UWF Degree and Year of Graduation:
BS System Science: Business, ’84
As you look back at your days at UWF, describe your best memory.
On a personal level, I made some great friendships that have continued for more than 20 years, including the woman who became my wife. From an educational viewpoint, my best memory would be the Operational Research class I took. It energized me to see the huge potential from writing software for personal computers to making businesses more productive. The professor would bring his “portable” computer to class every day. Toward the end of class, he would write a program to solve a given business situation. In the early 80s, this “portable” computer weighed more than 25 pounds and looked more like a sewing machine than a computer. Seeing where the personal computer environment is now compared to how I was initially exposed to it in the Operational Research class continues to be a great memory!
While you were at UWF, what did you think was its most outstanding and/or unique quality?
UWF’s park-like setting and access to resources was one of its most outstanding qualities. The university environment was all about the students and getting the best education possible at an individual level. The professors had great credentials and were always available. This environment creates a private school culture while offering public access and value.
As you reflect, did your education at UWF have an impact on where you are today? If so, how?
It did have an impact. It taught me that an individual can make a difference. At larger and older schools, it is too common to just be a number in the bigger university “machine” and everything has been done already. At UWF, I came away feeling my involvement was recognized and it created something for the next generation of students on both an academic and social level. In addition, UWF helped me develop my problem-solving skills which I’ve used successfully, both personally and professionally.
Describe what you do/did professionally including the type of company you work for.
I’ve been fortunate to work in my field of study, Computer Science, my entire professional career. As part of my degree program, I took a number of personal computer software classes. My first job was as a software programmer with a small company in Clearwater that developed business accounting and operational software for automotive body repair shops. I stayed with that company through a merger with Sherwin-Williams Paint Company. I was self-employed for several years before taking a contracting position with GTE. Shortly after accepting a full-time position, the company merged to form Verizon. For the past 15 years, I've worked for Verizon, a telecommunications company, and have held several positions involving software development. I currently work in the marketing department as a senior consultant and still work with domestic and off-shore Information Technology development teams on Internet-based software tools for our sales force.
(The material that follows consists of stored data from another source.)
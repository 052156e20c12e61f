//! Remote GOES archive access.
//!
//! Provides:
//! - Object storage (anonymous S3) listing and streamed downloads
//! - Catalog matching of listed objects against a product request and time window

pub mod catalog;
pub mod object_store;

pub use self::object_store::{ObjectStorage, ObjectStorageConfig, RemoteObject};
pub use catalog::{filter_listing, CatalogEntry, CatalogMatcher, MatchedCatalog};
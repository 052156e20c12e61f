//! Tests for BoundingBox parsing and containment.

use goes_common::bbox::BoundingBox;
use goes_common::GoesError;

// ============================================================================
// Parsing
// ============================================================================

#[test]
fn test_parse_whitespace_separated() {
    let bbox = BoundingBox::from_domain_box("-105.0 35.5 -90.0 45.0").unwrap();
    assert_eq!(bbox, BoundingBox::new(-105.0, 35.5, -90.0, 45.0).unwrap());
}

#[test]
fn test_parse_comma_separated() {
    let bbox = BoundingBox::from_domain_box("-105,35.5,-90,45").unwrap();
    assert_eq!(bbox.west, -105.0);
    assert_eq!(bbox.north, 45.0);
}

#[test]
fn test_parse_mixed_separators_and_padding() {
    let bbox = BoundingBox::from_domain_box("  -105.0, 35.5   -90.0 ,45.0 ").unwrap();
    assert_eq!(bbox.south, 35.5);
    assert_eq!(bbox.east, -90.0);
}

#[test]
fn test_parse_wrong_arity() {
    assert!(matches!(
        BoundingBox::from_domain_box("-105 35 -90"),
        Err(GoesError::InvalidBbox(_))
    ));
    assert!(matches!(
        BoundingBox::from_domain_box("-105 35 -90 45 0"),
        Err(GoesError::InvalidBbox(_))
    ));
}

#[test]
fn test_parse_not_a_number() {
    assert!(matches!(
        BoundingBox::from_domain_box("-105 south -90 45"),
        Err(GoesError::InvalidBbox(_))
    ));
}

// ============================================================================
// Validation
// ============================================================================

#[test]
fn test_reject_inverted_longitudes() {
    assert!(BoundingBox::new(-90.0, 30.0, -100.0, 40.0).is_err());
}

#[test]
fn test_reject_degenerate_latitudes() {
    assert!(BoundingBox::new(-100.0, 30.0, -90.0, 30.0).is_err());
}

#[test]
fn test_reject_non_finite() {
    assert!(BoundingBox::new(f64::NAN, 30.0, -90.0, 40.0).is_err());
    assert!(BoundingBox::new(-100.0, 30.0, f64::INFINITY, 40.0).is_err());
}

// ============================================================================
// Containment
// ============================================================================

#[test]
fn test_inclusive_edges_are_kept() {
    let bbox = BoundingBox::new(-100.0, 30.0, -90.0, 40.0).unwrap();
    for lat in [30.0, 35.0, 40.0] {
        assert!(bbox.contains_lat(lat), "lat {}", lat);
    }
    for lon in [-100.0, -95.0, -90.0] {
        assert!(bbox.contains_lon(lon), "lon {}", lon);
    }
    assert!(!bbox.contains_lat(40.000001));
    assert!(!bbox.contains_lon(-100.000001));
}

#[test]
fn test_strict_edges_are_masked() {
    let bbox = BoundingBox::new(-100.0, 30.0, -90.0, 40.0).unwrap();
    assert!(!bbox.strictly_contains(-100.0, 35.0));
    assert!(!bbox.strictly_contains(-95.0, 40.0));
    assert!(bbox.strictly_contains(-99.999, 39.999));
}

#[test]
fn test_expanded() {
    let bbox = BoundingBox::new(-100.0, 30.0, -90.0, 40.0).unwrap();
    let grown = bbox.expanded(0.5);
    assert_eq!(grown, BoundingBox::new(-100.5, 29.5, -89.5, 40.5).unwrap());
    assert!(grown.strictly_contains(-100.0, 30.0));
}

#[test]
fn test_display_round_trips_through_parser() {
    let bbox = BoundingBox::new(-105.25, 35.5, -90.0, 45.0).unwrap();
    let parsed = BoundingBox::from_domain_box(&bbox.to_string()).unwrap();
    assert_eq!(parsed, bbox);
}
What advice would you give students today who were looking at studying one of the disciplines in the School of Science and Engineering?
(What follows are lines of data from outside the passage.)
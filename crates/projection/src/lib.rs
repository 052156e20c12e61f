//! GOES-R fixed-grid coordinate transformations.
//!
//! Implements the geostationary projection from scratch without external
//! dependencies, plus a parallel builder for per-sample lat/lon grids.

pub mod geogrid;
pub mod geostationary;

pub use geogrid::GeoGrid;
pub use geostationary::Geostationary;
You will be able to work closely with the professors, staff and other students at the university. The next great ideas, even in technology, will come from human interactions. With smaller class sizes, you have access to faculty and equipment you cannot get at larger schools. The culture at UWF will give you an opportunity to experiment with ideas and see what can become of them. Upon graduating from the School of Science and Engineering, you will have tangible skills and tools that companies need.
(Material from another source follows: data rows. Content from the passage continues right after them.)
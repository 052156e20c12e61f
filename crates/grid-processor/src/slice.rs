//! N-dimensional index slicing of row-major arrays.

use crate::error::{GridProcessorError, Result};

/// Keep the listed indices along each axis of a row-major array.
///
/// `keep[axis]` is `None` to keep the whole axis, or the ordered indices to
/// retain. Returns the sliced data and its new shape. An empty index list
/// gives a zero-length axis and an empty result.
pub fn slice_axes<T: Copy>(
    data: &[T],
    shape: &[usize],
    keep: &[Option<&[usize]>],
) -> Result<(Vec<T>, Vec<usize>)> {
    let expected: usize = shape.iter().product();
    if data.len() != expected {
        return Err(GridProcessorError::ShapeMismatch {
            shape: shape.to_vec(),
            expected,
            actual: data.len(),
        });
    }
    if keep.len() != shape.len() {
        return Err(GridProcessorError::AxisCount {
            expected: shape.len(),
            actual: keep.len(),
        });
    }

    let indices: Vec<Vec<usize>> = shape
        .iter()
        .zip(keep)
        .enumerate()
        .map(|(axis, (&len, sel))| match sel {
            None => Ok((0..len).collect()),
            Some(list) => match list.iter().find(|&&i| i >= len) {
                Some(&index) => Err(GridProcessorError::IndexOutOfRange { axis, index, len }),
                None => Ok(list.to_vec()),
            },
        })
        .collect::<Result<_>>()?;

    let new_shape: Vec<usize> = indices.iter().map(Vec::len).collect();
    let total: usize = new_shape.iter().product();
    if total == 0 {
        return Ok((Vec::new(), new_shape));
    }

    // Row-major strides of the source
    let mut strides = vec![1usize; shape.len()];
    for axis in (0..shape.len().saturating_sub(1)).rev() {
        strides[axis] = strides[axis + 1] * shape[axis + 1];
    }

    let mut out = Vec::with_capacity(total);
    let mut cursor = vec![0usize; shape.len()];
    for _ in 0..total {
        let offset: usize = cursor
            .iter()
            .zip(&indices)
            .zip(&strides)
            .map(|((&pos, idx), stride)| idx[pos] * stride)
            .sum();
        out.push(data[offset]);

        // Odometer increment, last axis fastest
        for axis in (0..cursor.len()).rev() {
            cursor[axis] += 1;
            if cursor[axis] < new_shape[axis] {
                break;
            }
            cursor[axis] = 0;
        }
    }

    Ok((out, new_shape))
}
Share one thing about yourself that would give others insight into your interests, hobbies, etc.
For the past 10 years, I’ve become very active in sailboat racing around the Tampa Bay area. I enjoy being outside and leveraging energy from nature, in the form of wind, to get around a race course. Every race is different that requires tactics and teamwork. Racing combines planning and being able to make and change decisions based on many factors during a race, including weather conditions, position on the race course and position against other racers.